**Work order:**
Would you give the data below back exactly as it reads?

**Material provided:**

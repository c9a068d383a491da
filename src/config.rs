use std::collections::BTreeMap;
use std::path::Path;
use std::str::FromStr;

use serde::{Deserialize, Serialize};

use crate::error::ConfigError;

/// Backend-specific settings handed to a creator.
///
/// The core never interprets these; each backend documents the keys it
/// reads (for example `rocksdb.dir`).
#[derive(Debug, Clone, Default, PartialEq, Eq, Serialize, Deserialize)]
pub struct DbConfig {
    #[serde(default)]
    pub params: BTreeMap<String, String>,
}

impl DbConfig {
    pub fn new() -> Self {
        Self::default()
    }

    /// Load a config file of the form `{"params": {"key": "value"}}`.
    pub fn from_file(path: impl AsRef<Path>) -> Result<Self, ConfigError> {
        let raw = std::fs::read_to_string(path)?;
        Ok(serde_json::from_str(&raw)?)
    }

    pub fn with(mut self, key: impl Into<String>, value: impl Into<String>) -> Self {
        self.set(key, value);
        self
    }

    pub fn set(&mut self, key: impl Into<String>, value: impl Into<String>) {
        self.params.insert(key.into(), value.into());
    }

    /// Parse a `key=value` property and insert it.
    pub fn set_property(&mut self, property: &str) -> Result<(), ConfigError> {
        let (key, value) = property
            .split_once('=')
            .ok_or_else(|| ConfigError::MalformedProperty(property.to_string()))?;
        let key = key.trim();
        if key.is_empty() {
            return Err(ConfigError::MalformedProperty(property.to_string()));
        }
        self.set(key, value.trim());
        Ok(())
    }

    /// Entries from `other` override entries in `self`.
    pub fn merge(&mut self, other: DbConfig) {
        self.params.extend(other.params);
    }

    pub fn get(&self, key: &str) -> Option<&str> {
        self.params.get(key).map(String::as_str)
    }

    pub fn get_or<'a>(&'a self, key: &str, default: &'a str) -> &'a str {
        self.get(key).unwrap_or(default)
    }

    /// Typed lookup; `Ok(None)` when the key is absent.
    pub fn parse<T>(&self, key: &str) -> Result<Option<T>, ConfigError>
    where
        T: FromStr,
        T::Err: std::fmt::Display,
    {
        match self.get(key) {
            None => Ok(None),
            Some(raw) => raw
                .parse()
                .map(Some)
                .map_err(|e: T::Err| ConfigError::InvalidParam {
                    key: key.to_string(),
                    value: raw.to_string(),
                    reason: e.to_string(),
                }),
        }
    }

    pub fn parse_or<T>(&self, key: &str, default: T) -> Result<T, ConfigError>
    where
        T: FromStr,
        T::Err: std::fmt::Display,
    {
        Ok(self.parse(key)?.unwrap_or(default))
    }
}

**Solution to the exercise:**
repository c9a068d383a491da
filename src/config.rs
use std::collections::BTreeMap;
use std::path::Path;
use std::str::FromStr;

use serde::{Deserialize, Serialize};

use crate::error::ConfigError;

/// Backend-specific settings handed to a creator.
///
/// The core never interprets these; each backend documents the keys it
/// reads (for example `rocksdb.dir`).
#[derive(Debug, Clone, Default, PartialEq, Eq, Serialize, Deserialize)]
pub struct DbConfig {
    #[serde(default)]
    pub params: BTreeMap<String, String>,
}

impl DbConfig {
    pub fn new() -> Self {
        Self::default()
    }

    /// Load a config file of the form `{"params": {"key": "value"}}`.
    pub fn from_file(path: impl AsRef<Path>) -> Result<Self, ConfigError> {
        let raw = std::fs::read_to_string(path)?;
        Ok(serde_json::from_str(&raw)?)
    }

    pub fn with(mut self, key: impl Into<String>, value: impl Into<String>) -> Self {
        self.set(key, value);
        self
    }

    pub fn set(&mut self, key: impl Into<String>, value: impl Into<String>) {
        self.params.insert(key.into(), value.into());
    }

    /// Parse a `key=value` property and insert it.
    pub fn set_property(&mut self, property: &str) -> Result<(), ConfigError> {
        let (key, value) = property
            .split_once('=')
            .ok_or_else(|| ConfigError::MalformedProperty(property.to_string()))?;
        let key = key.trim();
        if key.is_empty() {
            return Err(ConfigError::MalformedProperty(property.to_string()));
        }
        self.set(key, value.trim());
        Ok(())
    }

    /// Entries from `other` override entries in `self`.
    pub fn merge(&mut self, other: DbConfig) {
        self.params.extend(other.params);
    }

    pub fn get(&self, key: &str) -> Option<&str> {
        self.params.get(key).map(String::as_str)
    }

    pub fn get_or<'a>(&'a self, key: &str, default: &'a str) -> &'a str {
        self.get(key).unwrap_or(default)
    }

    /// Typed lookup; `Ok(None)` when the key is absent.
    pub fn parse<T>(&self, key: &str) -> Result<Option<T>, ConfigError>
    where
        T: FromStr,
        T::Err: std::fmt::Display,
    {
        match self.get(key) {
            None => Ok(None),
            Some(raw) => raw
                .parse()
                .map(Some)
                .map_err(|e: T::Err| ConfigError::InvalidParam {
                    key: key.to_string(),
                    value: raw.to_string(),
                    reason: e.to_string(),
                }),
        }
    }

    pub fn parse_or<T>(&self, key: &str, default: T) -> Result<T, ConfigError>
    where
        T: FromStr,
        T::Err: std::fmt::Display,
    {
        Ok(self.parse(key)?.unwrap_or(default))
    }
}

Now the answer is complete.